Forward Planning - The key to Success
I'm sorry, sir, but the fact-checkers convention isn't until next week. Hotel.
'Men are from one branch of Starbucks, women from another.'
Think Zero Defects
'There's only one piece left. C'mon, we can figure this out.'
"This franchise deal looks great! But I can't see the fine print."
"The little one? That's for small print!"
"How's this? 'Employee grants to Company, throughout the universe, the omniverse, including all fictional universes of parallel universes yet to be discovered...'"

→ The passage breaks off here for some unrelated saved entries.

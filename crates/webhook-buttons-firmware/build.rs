use std::env;
use std::fs;
use std::path::{Path, PathBuf};

fn main() {
    let manifest_dir = env::var("CARGO_MANIFEST_DIR").unwrap();
    let manifest_dir = PathBuf::from(manifest_dir);
    let sdkconfig_defaults = manifest_dir.join("sdkconfig.defaults");

    println!("cargo:rerun-if-changed=sdkconfig.defaults");
    println!("cargo:rerun-if-changed=partitions.csv");

    if env::var("ESP_IDF_SDKCONFIG_DEFAULTS").is_err() {
        eprintln!("WARNING: ESP_IDF_SDKCONFIG_DEFAULTS not set! SPIFFS partition table may be missing.");
        eprintln!("Build with: export ESP_IDF_SDKCONFIG_DEFAULTS=crates/webhook-buttons-firmware/sdkconfig.defaults");
    }

    // A cached sdkconfig older than the defaults file would silently win.
    if let Ok(entries) = fs::read_dir(manifest_dir.join("target")) {
        for entry in entries.flatten() {
            let build_dir = entry.path().join("build");
            let Ok(build_entries) = fs::read_dir(&build_dir) else {
                continue;
            };
            for build_entry in build_entries.flatten() {
                let build_path = build_entry.path();
                if build_path.to_string_lossy().contains("esp-idf-sys") {
                    invalidate_stale_sdkconfig(&build_path, &sdkconfig_defaults);
                }
            }
        }
    }

    embuild::espidf::sysenv::output();
}

fn invalidate_stale_sdkconfig(build_path: &Path, defaults: &Path) {
    let sdkconfig = build_path.join("out/esp-idf/sdkconfig");
    let modified = |path: &Path| fs::metadata(path).and_then(|m| m.modified()).ok();
    if let (Some(sdk_time), Some(defaults_time)) = (modified(&sdkconfig), modified(defaults)) {
        if defaults_time > sdk_time {
            eprintln!("sdkconfig.defaults changed! Forcing regeneration...");
            let _ = fs::remove_file(&sdkconfig);
            let _ = fs::remove_dir_all(build_path.join("out/esp-idf/sdkconfig.d"));
        }
    }
}
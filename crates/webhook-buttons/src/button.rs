//! Button debounce state management and edge-triggered dispatch.

use embedded_hal::digital::InputPin;

use crate::request::{HttpTransport, RequestProfile, TlsTrustKind};

/// Debounce timing constant (milliseconds)
pub const DEBOUNCE_MS: u32 = 50;

/// Which debounced transitions fire the button's request.
#[derive(Debug, Clone, Copy, PartialEq, Eq)]
pub enum TriggerPolicy {
    Press,
    Release,
    Both,
}

impl TriggerPolicy {
    pub fn fires_on(self, edge: Edge) -> bool {
        matches!(
            (self, edge),
            (Self::Both, _) | (Self::Press, Edge::Press) | (Self::Release, Edge::Release)
        )
    }
}

/// A committed change of the debounced state.
#[derive(Debug, Clone, Copy, PartialEq, Eq)]
pub enum Edge {
    Press,
    Release,
}

/// Static hardware description of one button.
#[derive(Debug, Clone, Copy, PartialEq, Eq)]
pub struct ButtonConfig {
    /// Input line number, used for identification only.
    pub pin: u32,
    pub policy: TriggerPolicy,
}

impl ButtonConfig {
    pub const fn new(pin: u32, policy: TriggerPolicy) -> Self {
        Self { pin, policy }
    }
}

/// Debounce filter for a pull-up wired contact (pressed reads LOW).
#[derive(Debug, Clone, Copy)]
pub struct Debouncer {
    window_ms: u32,
    /// Last raw reading (true = LOW)
    raw_low: bool,
    /// Timestamp (in ms) of the last raw flip
    changed_at_ms: u32,
    /// Debounced state (true = pressed)
    pressed: bool,
}

impl Debouncer {
    pub fn new() -> Self {
        Self::with_window(DEBOUNCE_MS)
    }

    pub fn with_window(window_ms: u32) -> Self {
        Self {
            window_ms,
            raw_low: false, // idle line is pulled up
            changed_at_ms: 0,
            pressed: false,
        }
    }

    pub fn is_pressed(&self) -> bool {
        self.pressed
    }

    /// Feed one raw reading. Returns the edge if the stable state changed.
    ///
    /// Every raw flip restarts the window, so a bouncing contact only commits
    /// once it has read the same level for `window_ms`.
    pub fn update(&mut self, raw_low: bool, now_ms: u32) -> Option<Edge> {
        if raw_low != self.raw_low {
            self.raw_low = raw_low;
            self.changed_at_ms = now_ms;
        }
        if now_ms.wrapping_sub(self.changed_at_ms) < self.window_ms {
            return None;
        }
        if self.raw_low == self.pressed {
            return None;
        }
        self.pressed = self.raw_low;
        Some(if self.pressed {
            Edge::Press
        } else {
            Edge::Release
        })
    }
}

impl Default for Debouncer {
    fn default() -> Self {
        Self::new()
    }
}

/// What happened to a button's request on an edge.
#[derive(Debug, Clone, Copy, PartialEq, Eq)]
pub enum DispatchOutcome {
    /// Policy does not fire on this edge.
    NotTriggered,
    /// Policy fires but no URL is configured.
    Inactive,
    Succeeded,
    Failed,
}

#[derive(Debug, Clone, Copy, PartialEq, Eq)]
pub struct ButtonEvent {
    pub edge: Edge,
    pub dispatch: DispatchOutcome,
}

/// One physical button: its input, debounce state and request profile.
pub struct ButtonState<P> {
    config: ButtonConfig,
    input: P,
    debouncer: Debouncer,
    pub profile: RequestProfile,
}

impl<P: InputPin> ButtonState<P> {
    pub fn new(config: ButtonConfig, input: P) -> Self {
        Self {
            config,
            input,
            debouncer: Debouncer::new(),
            profile: RequestProfile::default(),
        }
    }

    pub fn pin(&self) -> u32 {
        self.config.pin
    }

    pub fn policy(&self) -> TriggerPolicy {
        self.config.policy
    }

    /// Debounced state (true = pressed).
    pub fn is_pressed(&self) -> bool {
        self.debouncer.is_pressed()
    }

    /// Sample the input once, and dispatch if a qualifying edge committed.
    pub fn tick<T: HttpTransport>(
        &mut self,
        now_ms: u32,
        transport: &mut T,
        kind: TlsTrustKind,
    ) -> Result<Option<ButtonEvent>, P::Error> {
        let raw_low = self.input.is_low()?;
        let Some(edge) = self.debouncer.update(raw_low, now_ms) else {
            return Ok(None);
        };
        log::info!("[BTN] GPIO{} {:?}", self.config.pin, edge);

        let dispatch = if !self.config.policy.fires_on(edge) {
            DispatchOutcome::NotTriggered
        } else if !self.profile.is_active() {
            DispatchOutcome::Inactive
        } else if self.profile.dispatch(transport, kind) {
            DispatchOutcome::Succeeded
        } else {
            DispatchOutcome::Failed
        };
        Ok(Some(ButtonEvent { edge, dispatch }))
    }
}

Look at all our kids' clothing! Sneakers made in Vietnam. Pants from China. Sweaters from Thailand. Sports gear from Macau! They don't need so much stuff!! One obvious rule will stop all this consumerism. Good idea! Kids! From now on
'Do you have this in a smaller size?' - 'Is she nuts! She's way too big for that size. She'll destroy it if she tries it on...but if I don't answer her soon she'll destroy me...'
"This is Clint. He handles the small print!"
I didn't know there were so many gardeners. They aren't gardeners. Flower Show. He is. She isn't. She is. How can you tell? Look at their feet!
Not only have we been laid off, but, being small, we can crawl through air ducts with ease.
"I do, too, notice the little things, and most of them irritate me."
'You don't even know you're doing it, do you?'
'And this is the small print in your travel insurance...'
'...can't you read??'
Explore our range of playful pillows designed for fit detectives who love to add a hint of humor and personality to their space.
Discover prints that showcase the cleverness and curiosity of fit detectives—ideal for inspiring their investigative and creative pursuits.
Find more witty and creative t-shirts that celebrate the curious and fit detective spirit—perfect for casual wear or relaxing weekends.